Records drawn from a dataset
- Opening Delimiter -
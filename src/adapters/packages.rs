// src/adapters/packages.rs

use chrono::Utc;
use serde_json::{json, Value};
use std::{collections::HashMap, sync::Arc};
use uuid::Uuid;

use crate::{
    adapters::{
        profiles::ProfileDirectory,
        scope::{id_values, owned, scoped_query, unique_ids},
        units::UnitDirectory,
    },
    common::error::{AppError, AppResult},
    db::{fetch_all, fetch_optional, from_row, to_patch_row, to_row, DataStore, Filter, Query, Sort, Table},
    models::{
        context::TenantContext,
        package::{NewPackage, PackageDisplayStatus, PackagePatch, PackageRecord, PackageRow, PackageStatus},
        profile::PersonDisplay,
        resident::ResidentRow,
        tenancy::UnitPlacement,
    },
    services::dispatch::{Dispatcher, Job},
};

#[derive(Clone)]
pub struct PackageAdapter {
    store: Arc<dyn DataStore>,
    units: UnitDirectory,
    profiles: Arc<ProfileDirectory>,
    dispatcher: Arc<dyn Dispatcher>,
}

impl PackageAdapter {
    pub fn new(
        store: Arc<dyn DataStore>,
        profiles: Arc<ProfileDirectory>,
        dispatcher: Arc<dyn Dispatcher>,
    ) -> Self {
        Self {
            units: UnitDirectory::new(store.clone()),
            store,
            profiles,
            dispatcher,
        }
    }

    pub async fn list(&self, ctx: &TenantContext, sort: &Sort) -> AppResult<Vec<PackageRecord>> {
        self.filter(ctx, &[], sort, None).await
    }

    pub async fn filter(
        &self,
        ctx: &TenantContext,
        criteria: &[Filter],
        sort: &Sort,
        limit: Option<usize>,
    ) -> AppResult<Vec<PackageRecord>> {
        let criteria: Vec<Filter> = criteria.iter().map(stored_criterion).collect();
        let query = scoped_query(ctx, &criteria, &stored_sort(sort), limit)?;
        let rows: Vec<PackageRow> = fetch_all(self.store.as_ref(), Table::Packages, &query).await?;
        Ok(ctx.scope_filter(self.assemble(rows).await?))
    }

    pub async fn get(&self, ctx: &TenantContext, id: Uuid) -> AppResult<Option<PackageRecord>> {
        match owned::<PackageRow>(self.store.as_ref(), Table::Packages, ctx, id, "Encomenda").await {
            Ok(row) => Ok(self.assemble(vec![row]).await?.pop()),
            Err(AppError::NotFound(_)) => Ok(None),
            Err(e) => Err(e),
        }
    }

    /// Registra a chegada e dispara o aviso ao morador.
    pub async fn create(&self, ctx: &TenantContext, input: NewPackage) -> AppResult<PackageRecord> {
        let input = ctx.scope_for_insert(input)?;
        let tenant_id = input.tenant_id.ok_or(AppError::MissingTenant)?;
        self.units.require_in_tenant(tenant_id, input.unit_id).await?;
        if let Some(resident_id) = input.resident_id {
            self.require_resident_of_unit(resident_id, input.unit_id).await?;
        }

        let mut insert = input.into_insert(tenant_id, Utc::now());
        insert.received_by.get_or_insert(ctx.user_id);

        let saved = self.store.insert(Table::Packages, to_row(&insert)?).await?;
        let row: PackageRow = from_row(saved)?;
        self.dispatcher.dispatch(Job::PackageArrived(row.id));
        tracing::info!("Encomenda {} registrada para a unidade {}", row.id, row.unit_id);

        self.assemble(vec![row])
            .await?
            .pop()
            .ok_or(AppError::NotFound("Encomenda"))
    }

    pub async fn update(&self, ctx: &TenantContext, id: Uuid, patch: PackagePatch) -> AppResult<PackageRecord> {
        owned::<PackageRow>(self.store.as_ref(), Table::Packages, ctx, id, "Encomenda").await?;

        let mut update = patch.into_update(Utc::now());
        if update.status == Some(PackageStatus::PickedUp) {
            update.delivered_by.get_or_insert(ctx.user_id);
        }

        let saved = self.store.update(Table::Packages, id, to_patch_row(&update)?).await?;
        let row: PackageRow = from_row(saved)?;
        self.assemble(vec![row])
            .await?
            .pop()
            .ok_or(AppError::NotFound("Encomenda"))
    }

    pub async fn delete(&self, ctx: &TenantContext, id: Uuid) -> AppResult<()> {
        owned::<PackageRow>(self.store.as_ref(), Table::Packages, ctx, id, "Encomenda").await?;
        self.store.delete(Table::Packages, id).await
    }

    /// O destinatário precisa morar na unidade da encomenda. Morador de
    /// outra unidade (ou de outro condomínio) responde como inexistente.
    async fn require_resident_of_unit(&self, resident_id: Uuid, unit_id: Uuid) -> AppResult<ResidentRow> {
        let resident: Option<ResidentRow> = fetch_optional(
            self.store.as_ref(),
            Table::Residents,
            &Query::new().eq("id", json!(resident_id)),
        )
        .await?;
        resident
            .filter(|r| r.unit_id == unit_id)
            .ok_or(AppError::NotFound("Morador"))
    }

    async fn assemble(&self, rows: Vec<PackageRow>) -> AppResult<Vec<PackageRecord>> {
        if rows.is_empty() {
            return Ok(Vec::new());
        }

        let resident_ids = unique_ids(rows.iter().filter_map(|r| r.resident_id));
        let residents: HashMap<Uuid, ResidentRow> = if resident_ids.is_empty() {
            HashMap::new()
        } else {
            fetch_all::<ResidentRow>(
                self.store.as_ref(),
                Table::Residents,
                &Query::new().is_in("id", id_values(&resident_ids)),
            )
            .await?
            .into_iter()
            .map(|r| (r.id, r))
            .collect()
        };

        let unit_ids: Vec<Uuid> = rows
            .iter()
            .map(|r| r.unit_id)
            .chain(residents.values().map(|r| r.unit_id))
            .collect();
        let placements = self.units.placements(&unit_ids).await?;

        // Morador só aparece na encomenda do próprio condomínio.
        let residents: HashMap<Uuid, ResidentRow> = residents
            .into_iter()
            .filter(|(_, r)| {
                let tenant = placements.get(&r.unit_id).map(UnitPlacement::tenant_id);
                rows.iter()
                    .any(|row| row.resident_id == Some(r.id) && Some(row.tenant_id) == tenant)
            })
            .collect();
        let profiles = self.profiles.resolve(residents.values().map(|r| r.user_id)).await;

        Ok(rows
            .into_iter()
            .map(|row| {
                let person = row
                    .resident_id
                    .and_then(|id| residents.get(&id))
                    .filter(|r| {
                        placements.get(&r.unit_id).map(UnitPlacement::tenant_id) == Some(row.tenant_id)
                    })
                    .map(|r| PersonDisplay::from_profile(profiles.get(&r.user_id)))
                    .unwrap_or_default();
                let placement = placements.get(&row.unit_id);
                record(row, person, placement)
            })
            .collect())
    }
}

fn record(row: PackageRow, person: PersonDisplay, placement: Option<&UnitPlacement>) -> PackageRecord {
    let status = PackageDisplayStatus::from(row.status.unwrap_or(PackageStatus::Received));
    let received_at = row.received_at.or(row.created_at);

    PackageRecord {
        id: row.id,
        tenant_id: row.tenant_id,
        unit_id: row.unit_id,
        resident_id: row.resident_id,
        sender: row.sender,
        kind: row.kind,
        note: row.note,
        status,
        code: row.tracking_code.clone(),
        tracking_code: row.tracking_code,
        photo: row.photo_url.clone(),
        photo_url: row.photo_url,
        received_at,
        entered_at: received_at,
        received_by: row.received_by,
        gatekeeper_in: row.received_by,
        delivered_by: row.delivered_by,
        notified_at: row.notified_at,
        picked_up_at: row.picked_up_at,
        created_at: row.created_at,
        updated_at: row.updated_at,
        resident_name: person.name,
        resident_phone: person.phone,
        unit_number: placement.map(|p| p.unit.number.clone()).unwrap_or_default(),
        block_name: placement.map(|p| p.block.name.clone()).unwrap_or_default(),
        address_label: placement.map(UnitPlacement::address_label).unwrap_or_default(),
    }
}

/// Nome da coluna gravada para um nome de campo legado.
fn stored_field(field: &str) -> &str {
    match field {
        "code" => "tracking_code",
        "photo" => "photo_url",
        "entered_at" => "received_at",
        "gatekeeper_in" => "received_by",
        other => other,
    }
}

fn stored_status(value: &Value) -> Value {
    match serde_json::from_value::<PackageDisplayStatus>(value.clone()) {
        Ok(shown) => json!(PackageStatus::from(shown)),
        Err(_) => value.clone(),
    }
}

/// Critério em nomes e valores gravados (`awaiting` -> `received`).
fn stored_criterion(filter: &Filter) -> Filter {
    let field = stored_field(filter.field()).to_string();
    let is_status = field == "status";
    let map = |v: &Value| if is_status { stored_status(v) } else { v.clone() };
    match filter {
        Filter::Eq(_, value) => Filter::Eq(field, map(value)),
        Filter::In(_, values) => Filter::In(field, values.iter().map(map).collect()),
    }
}

fn stored_sort(sort: &Sort) -> Sort {
    Sort {
        field: stored_field(&sort.field).to_string(),
        ascending: sort.ascending,
    }
}

#[cfg(test)]
mod tests {
    use super::*;

    #[test]
    fn criteria_use_stored_vocabulary() {
        let filter = Filter::Eq("status".into(), json!("awaiting"));
        assert_eq!(stored_criterion(&filter), Filter::Eq("status".into(), json!("received")));

        let filter = Filter::In("code".into(), vec![json!("BR1")]);
        assert_eq!(stored_criterion(&filter), Filter::In("tracking_code".into(), vec![json!("BR1")]));
    }
}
- Closing Delimiter -
## THE TASK
Which lines in the records above hold the string "condomínio"? Copy each of them.

## RESPONSE BOX
    /// outra unidade (ou de outro condomínio) responde como inexistente.
        // Morador só aparece na encomenda do próprio condomínio.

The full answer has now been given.